Exercise inputs: Begin
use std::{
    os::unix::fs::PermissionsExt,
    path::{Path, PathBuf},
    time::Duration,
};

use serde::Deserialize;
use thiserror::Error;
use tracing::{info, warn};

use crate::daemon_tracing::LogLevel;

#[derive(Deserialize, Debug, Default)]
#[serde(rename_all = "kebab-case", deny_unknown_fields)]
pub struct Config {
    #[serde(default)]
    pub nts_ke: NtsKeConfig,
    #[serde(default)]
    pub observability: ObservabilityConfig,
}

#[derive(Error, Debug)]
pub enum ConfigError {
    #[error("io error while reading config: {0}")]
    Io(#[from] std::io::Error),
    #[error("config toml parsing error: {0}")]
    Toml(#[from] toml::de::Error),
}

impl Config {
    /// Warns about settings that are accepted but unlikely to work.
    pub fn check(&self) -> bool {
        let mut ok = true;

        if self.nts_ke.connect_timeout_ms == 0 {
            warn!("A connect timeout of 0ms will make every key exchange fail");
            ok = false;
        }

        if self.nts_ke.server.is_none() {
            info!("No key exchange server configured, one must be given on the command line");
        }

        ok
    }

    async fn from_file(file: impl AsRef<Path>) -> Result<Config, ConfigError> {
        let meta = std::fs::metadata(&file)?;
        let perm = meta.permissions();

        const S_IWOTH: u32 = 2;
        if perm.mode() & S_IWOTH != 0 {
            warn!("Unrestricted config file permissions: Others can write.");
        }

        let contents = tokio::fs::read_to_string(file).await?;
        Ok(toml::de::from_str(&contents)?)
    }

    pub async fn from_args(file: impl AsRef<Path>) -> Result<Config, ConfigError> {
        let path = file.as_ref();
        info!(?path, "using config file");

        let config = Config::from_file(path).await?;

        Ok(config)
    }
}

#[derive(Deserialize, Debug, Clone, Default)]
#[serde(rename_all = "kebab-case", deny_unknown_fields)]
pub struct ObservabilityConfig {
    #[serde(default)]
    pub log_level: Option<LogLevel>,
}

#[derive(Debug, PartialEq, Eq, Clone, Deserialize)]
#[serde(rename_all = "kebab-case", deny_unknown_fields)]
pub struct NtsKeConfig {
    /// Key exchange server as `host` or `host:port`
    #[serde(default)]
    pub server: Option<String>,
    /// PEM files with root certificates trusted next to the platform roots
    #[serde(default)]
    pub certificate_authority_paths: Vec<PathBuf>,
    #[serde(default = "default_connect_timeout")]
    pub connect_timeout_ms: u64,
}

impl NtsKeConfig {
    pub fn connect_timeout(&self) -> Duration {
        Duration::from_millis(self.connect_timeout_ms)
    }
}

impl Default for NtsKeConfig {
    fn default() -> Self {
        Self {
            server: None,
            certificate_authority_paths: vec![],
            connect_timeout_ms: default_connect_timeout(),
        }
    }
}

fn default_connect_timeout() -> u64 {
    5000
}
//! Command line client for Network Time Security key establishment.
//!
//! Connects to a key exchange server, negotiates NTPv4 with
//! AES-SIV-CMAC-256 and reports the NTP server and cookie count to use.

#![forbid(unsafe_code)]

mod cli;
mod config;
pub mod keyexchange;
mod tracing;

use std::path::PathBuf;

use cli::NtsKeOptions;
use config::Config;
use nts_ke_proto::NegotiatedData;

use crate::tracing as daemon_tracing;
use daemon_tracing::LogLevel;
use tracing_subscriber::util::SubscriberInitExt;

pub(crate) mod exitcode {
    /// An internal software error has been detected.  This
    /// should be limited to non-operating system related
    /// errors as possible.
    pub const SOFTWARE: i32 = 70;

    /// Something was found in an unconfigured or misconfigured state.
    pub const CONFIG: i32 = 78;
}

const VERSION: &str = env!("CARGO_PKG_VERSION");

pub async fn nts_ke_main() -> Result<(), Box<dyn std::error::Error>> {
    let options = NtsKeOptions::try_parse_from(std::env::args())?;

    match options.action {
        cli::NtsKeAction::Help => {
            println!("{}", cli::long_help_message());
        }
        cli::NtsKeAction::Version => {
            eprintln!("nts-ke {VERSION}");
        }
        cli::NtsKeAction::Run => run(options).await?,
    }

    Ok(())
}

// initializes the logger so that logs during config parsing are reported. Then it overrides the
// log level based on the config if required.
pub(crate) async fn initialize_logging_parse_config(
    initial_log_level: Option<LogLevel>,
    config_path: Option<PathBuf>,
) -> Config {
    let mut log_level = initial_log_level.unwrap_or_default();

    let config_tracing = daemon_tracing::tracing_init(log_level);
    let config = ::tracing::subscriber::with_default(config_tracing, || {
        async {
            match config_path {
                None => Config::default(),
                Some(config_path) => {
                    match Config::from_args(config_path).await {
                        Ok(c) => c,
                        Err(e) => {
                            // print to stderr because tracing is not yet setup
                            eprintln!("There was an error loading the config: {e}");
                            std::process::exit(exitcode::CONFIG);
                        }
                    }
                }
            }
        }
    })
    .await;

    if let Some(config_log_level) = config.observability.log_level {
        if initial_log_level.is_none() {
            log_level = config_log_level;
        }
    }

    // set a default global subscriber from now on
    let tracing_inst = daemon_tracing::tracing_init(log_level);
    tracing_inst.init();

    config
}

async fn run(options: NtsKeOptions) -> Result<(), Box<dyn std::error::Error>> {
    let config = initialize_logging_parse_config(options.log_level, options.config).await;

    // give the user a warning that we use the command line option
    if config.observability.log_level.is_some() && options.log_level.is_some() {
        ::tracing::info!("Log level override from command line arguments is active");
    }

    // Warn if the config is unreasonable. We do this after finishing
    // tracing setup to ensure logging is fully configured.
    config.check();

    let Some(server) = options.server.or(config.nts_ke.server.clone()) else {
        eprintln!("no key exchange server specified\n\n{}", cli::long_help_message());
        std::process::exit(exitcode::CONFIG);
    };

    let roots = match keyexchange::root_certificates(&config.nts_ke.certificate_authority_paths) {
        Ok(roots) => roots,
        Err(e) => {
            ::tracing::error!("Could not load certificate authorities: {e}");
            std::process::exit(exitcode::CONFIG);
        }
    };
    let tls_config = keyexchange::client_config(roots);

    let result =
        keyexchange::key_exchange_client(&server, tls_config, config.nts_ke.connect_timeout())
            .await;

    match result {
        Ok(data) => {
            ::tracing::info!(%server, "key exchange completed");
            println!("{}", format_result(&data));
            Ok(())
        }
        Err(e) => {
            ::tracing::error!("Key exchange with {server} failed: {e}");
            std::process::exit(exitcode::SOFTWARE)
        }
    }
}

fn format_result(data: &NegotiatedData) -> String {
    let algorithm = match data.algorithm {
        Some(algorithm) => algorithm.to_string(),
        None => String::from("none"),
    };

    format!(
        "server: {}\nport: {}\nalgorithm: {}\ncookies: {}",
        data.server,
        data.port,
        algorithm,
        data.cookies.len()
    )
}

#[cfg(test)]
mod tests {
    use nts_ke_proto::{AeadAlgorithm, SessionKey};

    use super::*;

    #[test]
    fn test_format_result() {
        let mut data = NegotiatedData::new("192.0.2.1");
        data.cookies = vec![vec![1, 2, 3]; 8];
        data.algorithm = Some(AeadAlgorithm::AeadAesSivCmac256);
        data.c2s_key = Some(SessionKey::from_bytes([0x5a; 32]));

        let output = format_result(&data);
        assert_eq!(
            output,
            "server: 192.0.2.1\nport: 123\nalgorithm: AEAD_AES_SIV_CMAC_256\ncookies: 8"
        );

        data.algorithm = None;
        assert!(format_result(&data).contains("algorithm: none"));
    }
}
Exercise inputs: End
#### Directions for this task:
Everything from the line containing "data.cookies = vec![vec![1, 2, 3];" through the last line of the listing must be reproduced exactly, and no other line.

#### Answer space:
        data.cookies = vec![vec![1, 2, 3]; 8];
        data.algorithm = Some(AeadAlgorithm::AeadAesSivCmac256);
        data.c2s_key = Some(SessionKey::from_bytes([0x5a; 32]));

        let output = format_result(&data);
        assert_eq!(
            output,
            "server: 192.0.2.1\nport: 123\nalgorithm: AEAD_AES_SIV_CMAC_256\ncookies: 8"
        );

        data.algorithm = None;
        assert!(format_result(&data).contains("algorithm: none"));
    }
}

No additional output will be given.